1: Capitalization / Price / Number of coins in existence / 24h transaction volume.
2: Trading volume and market capitalization
3: The proportion of BTC capitalization to the whole market
Due to the increasing number of coins, the total market capitalization will have to be compared relatively. For example, the current market capitalization is 150 billion, the market capitalization was 100 billion a month ago, so the conclusion that the average currency increase of 50% is not correct.
We must compare the total capitalization first and then subtracting the newly added coins, reaching the market capitalization which is large enough to get the real capitalization growth on the old coins you are interested in (For example, BCH: 10 billion, OMG, IoT, etc.). It means if you are investing ETH, you should recognize that you will have a more accurate view when the market just increased to a capitalization of about $14x billion.
What is Trading Volume?
Trading volume is the volume of coins traded during the day, converted into specific units such as BTC, USD or EUR, ETH. For example, XRP has a trading volume of 300 BTC/day, the $5000 price when converted into USD we have: Vol 1-day XRP: $300 * $5000 = $ 1,500,000.
The relationship between Capitalization and Trading Volume
You will have a better overview of the market and the coin itself when determining some information as well as the close connection between Capitalization and Trading Volume.
Like stocks, Capitalization is only an estimate. For example, the market capitalization of BTC is currently $65 billion, but if we sold off to convert to cash, the most collected amount would be $20-25 billion (or much lower). Because the market could not absorb all, there are not enough buyers for that number of BTC, to sell out, the price must be extremely low to attract everyone.
The highest record ever of the BTC volume was the milestone of $4 billion/day when the price reached $4400. Thus, the total BTC trading volume at that time was only: 4 billion/ $4400 = 900,000 BTC traded, much lower than the existing 16.5 million BTC.
Not to mention, a large number of transactions are in the form of Altcoin/BTC, not just BTC/Currency (USD / EUR, JYP, etc.). In addition, many of the deals are repetitive.
So, you need to determine that the increase of BTC capitalization from 50 billion to 65 billion does not mean the amount added is 15 billion. This amount must be smaller than the volume of BTC/USD (or EUR, CNY, JPY, etc. The currencies at that time combined). You also need to know that Bitcoin or cryptocurrency is a very small financial market, not big at all. In addition, the number of volumes is divided into many exchanges which make it become smaller and smaller. Take a look at the Trading Volume plus with the amount of the new conversion to correctly conclude the added/withdrawn amount.
For example, XRP increased by $ 0.1, the volume traded 1 billion XRP, so the maximum money was added was only: 0.1 * $1 billion = $100 million.
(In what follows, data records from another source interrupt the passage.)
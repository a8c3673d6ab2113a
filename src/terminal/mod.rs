//! The VT/ANSI Terminal Model (§4.2).

pub mod model;
pub mod style;

pub use model::{Snapshot, TerminalModel};
pub use style::{Color, Style, StyledRun};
When we had volume statistics in millions of dollars (see on Coinmarketcap), which means that the amount added was always smaller than that amount, the highest is only 70%.
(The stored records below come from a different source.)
impl SessionBroker {
    async fn run(mut self) {
        let mut quiescence_tick = tokio::time::interval(self.config.quiescence_tick);
        let mut heartbeat = tokio::time::interval(self.config.heartbeat_interval);

        loop {
            if self.state == SessionState::Terminated {
                break;
            }

            tokio::select! {
                request = self.request_rx.recv() => {
                    match request {
                        Some(BrokerRequest::Submit(command, ack_tx)) => {
                            self.last_command_at = Instant::now();
                            let ack = self.handle_command(command).await;
                            let _ = ack_tx.send(ack);
                        }
                        Some(BrokerRequest::Subscribe(kinds, reply_tx)) => {
                            let (id, rx) = self.add_subscriber(kinds);
                            let _ = reply_tx.send((id, rx));
                        }
                        None => {
                            debug!(event = "htty.broker.request_channel_closed");
                            self.state = SessionState::Draining;
                        }
                    }
                }

                event = self.pty_events.recv() => {
                    match event {
                        Some(PtyDriverEvent::Pid(pid)) => {
                            if self.state == SessionState::Starting {
                                self.state = SessionState::Running;
                            }
                            self.broadcast(Event::Pid(pid));
                        }
                        Some(PtyDriverEvent::Output(bytes)) => {
                            if self.state == SessionState::Starting {
                                self.state = SessionState::Running;
                            }
                            self.model.feed(&bytes);
                            for write_back in self.model.take_pty_writes() {
                                if let Err(e) = self.pty.write(&write_back) {
                                    warn!(event = "htty.broker.pty_query_response_failed", error = %e);
                                }
                            }
                            self.broadcast(Event::Output(bytes));
                        }
                        Some(PtyDriverEvent::Done) => {
                            debug!(event = "htty.broker.pty_eof");
                        }
                        Some(PtyDriverEvent::ExitCode(code)) => {
                            self.child_exit_code = Some(code);
                            self.broadcast(Event::ExitCode(code));
                            if self.exit_requested {
                                self.state = SessionState::Draining;
                            }
                        }
                        None => {
                            debug!(event = "htty.broker.pty_channel_closed");
                        }
                    }
                }

                _ = self.fifo_rx.recv() => {
                    self.pending_waitexit = true;
                    self.last_command_at = Instant::now();
                    debug!(event = "htty.broker.command_completed_detected");
                }

                _ = quiescence_tick.tick() => {
                    if self.pending_waitexit
                        && self.last_command_at.elapsed() >= self.config.quiescence_window
                    {
                        if let Err(e) = self.exit_coord.release().await {
                            warn!(event = "htty.broker.release_failed", error = %e);
                        }
                        self.pending_waitexit = false;
                    }
                }

                _ = heartbeat.tick() => {
                    debug!(event = "htty.broker.heartbeat", state = ?self.state);
                }
            }

            if self.state == SessionState::Draining && self.subscriptions.is_empty() {
                self.state = SessionState::Terminated;
            }
        }

        info!(event = "htty.broker.terminated");
    }

    async fn handle_command(&mut self, command: Command) -> CommandAck {
        match command {
            Command::SendKeys(elements) => match keys::translate_sequence(&elements) {
                Ok(bytes) => match self.pty.write(&bytes) {
                    Ok(()) => CommandAck::Enqueued,
                    Err(e) => CommandAck::Rejected(e),
                },
                Err(e) => CommandAck::Rejected(e),
            },

            Command::TakeSnapshot => {
                // Drain any output already read but not yet fed, per §5's
                // snapshot-after-keys ordering requirement. The broker's own
                // select loop already feeds output as it arrives, so a
                // non-blocking drain here just catches anything that landed
                // in the channel in the instant before this command ran.
                while let Ok(event) = self.pty_events.try_recv() {
                    match event {
                        PtyDriverEvent::Output(bytes) => {
                            self.model.feed(&bytes);
                            for write_back in self.model.take_pty_writes() {
                                let _ = self.pty.write(&write_back);
                            }
                        }
                        PtyDriverEvent::Pid(pid) => self.broadcast(Event::Pid(pid)),
                        PtyDriverEvent::ExitCode(code) => {
                            self.child_exit_code = Some(code);
                        }
                        PtyDriverEvent::Done => {}
                    }
                }
                let snapshot = self.model.snapshot();
                self.broadcast(Event::Snapshot(snapshot));
                CommandAck::Enqueued
            }

            Command::Resize { cols, rows } => match self.pty.resize(cols, rows) {
                Ok(()) => {
                    self.model.resize(cols, rows);
                    self.broadcast(Event::Resize { cols, rows });
                    CommandAck::Enqueued
                }
                Err(e) => CommandAck::Rejected(e),
            },

            Command::Debug(tag) => {
                self.broadcast(Event::Debug(tag));
                CommandAck::Enqueued
            }

            Command::Exit => {
                self.exit_requested = true;
                if self.child_exit_code.is_some() {
                    self.state = SessionState::Draining;
                    return CommandAck::Enqueued;
                }

                // Attempt the quiescent path first: release the FIFO as if
                // the quiescence window had already elapsed.
                if let Err(e) = self.exit_coord.release().await {
                    debug!(event = "htty.broker.exit_release_failed", error = %e);
                }

                let quiescent_code = tokio::time::timeout(
                    self.config.subprocess_wait_timeout,
                    wait_for_exit_code(&mut self.pty_events),
                )
                .await
                .ok()
                .flatten();

                let final_code = if let Some(code) = quiescent_code {
                    code
                } else {
                    self.force_terminated = true;
                    if let Err(e) = self.pty.terminate_graceful() {
                        warn!(event = "htty.broker.sigterm_failed", error = %e);
                    }
                    let sigterm_code = tokio::time::timeout(
                        self.config.graceful_termination_timeout,
                        wait_for_exit_code(&mut self.pty_events),
                    )
                    .await
                    .ok()
                    .flatten();

                    if sigterm_code.is_some() {
                        -(nix::sys::signal::Signal::SIGTERM as i32)
                    } else {
                        if let Err(e) = self.pty.terminate_forced() {
                            warn!(event = "htty.broker.sigkill_failed", error = %e);
                        }
                        let _ = tokio::time::timeout(
                            self.config.graceful_termination_timeout,
                            wait_for_exit_code(&mut self.pty_events),
                        )
                        .await;
                        -(nix::sys::signal::Signal::SIGKILL as i32)
                    }
                };

                info!(
                    event = "htty.broker.exit_code_finalized",
                    code = final_code,
                    force_terminated = self.force_terminated
                );
                self.child_exit_code = Some(final_code);
                self.broadcast(Event::ExitCode(final_code));
                self.state = SessionState::Draining;
                CommandAck::Enqueued
            }
        }
    }

    fn add_subscriber(&mut self, kinds: Vec<EventKind>) -> (SubscriptionId, mpsc::Receiver<Event>) {
        let id = self.next_sub_id;
        self.next_sub_id += 1;
        let (tx, rx) = mpsc::channel(self.config.subscriber_queue_capacity);
        self.subscriptions.push(Subscription { id, kinds, tx });
        (id, rx)
    }

    fn broadcast(&mut self, event: Event) {
        let kind = event.kind();
        let mut overrun_ids = Vec::new();
        self.subscriptions.retain(|sub| {
            if !sub.wants(kind) {
                return true;
            }
            match sub.tx.try_send(event.clone()) {
                Ok(()) => true,
                Err(mpsc::error::TrySendError::Full(_)) => {
                    overrun_ids.push(sub.id);
                    false
                }
                Err(mpsc::error::TrySendError::Closed(_)) => false,
            }
        });
        for id in overrun_ids {
            warn!(event = "htty.broker.subscriber_overrun", subscription_id = id);
        }
    }
}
Large capitalization was only worthy when it was accompanied by a big trading volume. If you look at Coinmarketcap and see a 500% increase in coin, but the trading volume only 1-2 BTC, do not care about it. With such a small volume, you can ignore even it is up to 1000%, but if someone buys it, it is another story. Especially when it is only traded locally on a small exchange.
If you invest in a “trash coin”, there will be times when you understand the feeling of having no liquidity. The offered price is currently $300, but the purchase price is even just $250, meaning too much unbalanced, and if you bought a few BTC, you would be counted as a baby shark. If the coin is pushed through the pump and dump process, some of your BTC will be processed quickly, but if not, you have to spread dozens of price points if you do not want to turn your orders into a wall.
With the above information, every time you analyze the whole market, you should check the factors: Total capitalization, capitalization of coin you are interested in, which capitalization is being added to (Ex: $160 billion capitalizations, but stuffed into BTC, ETH, LTC almost), the total volume of transactions and transactions mainly on which coin, and the transaction volume of the coin you are interested in to give the most objective view of the whole market.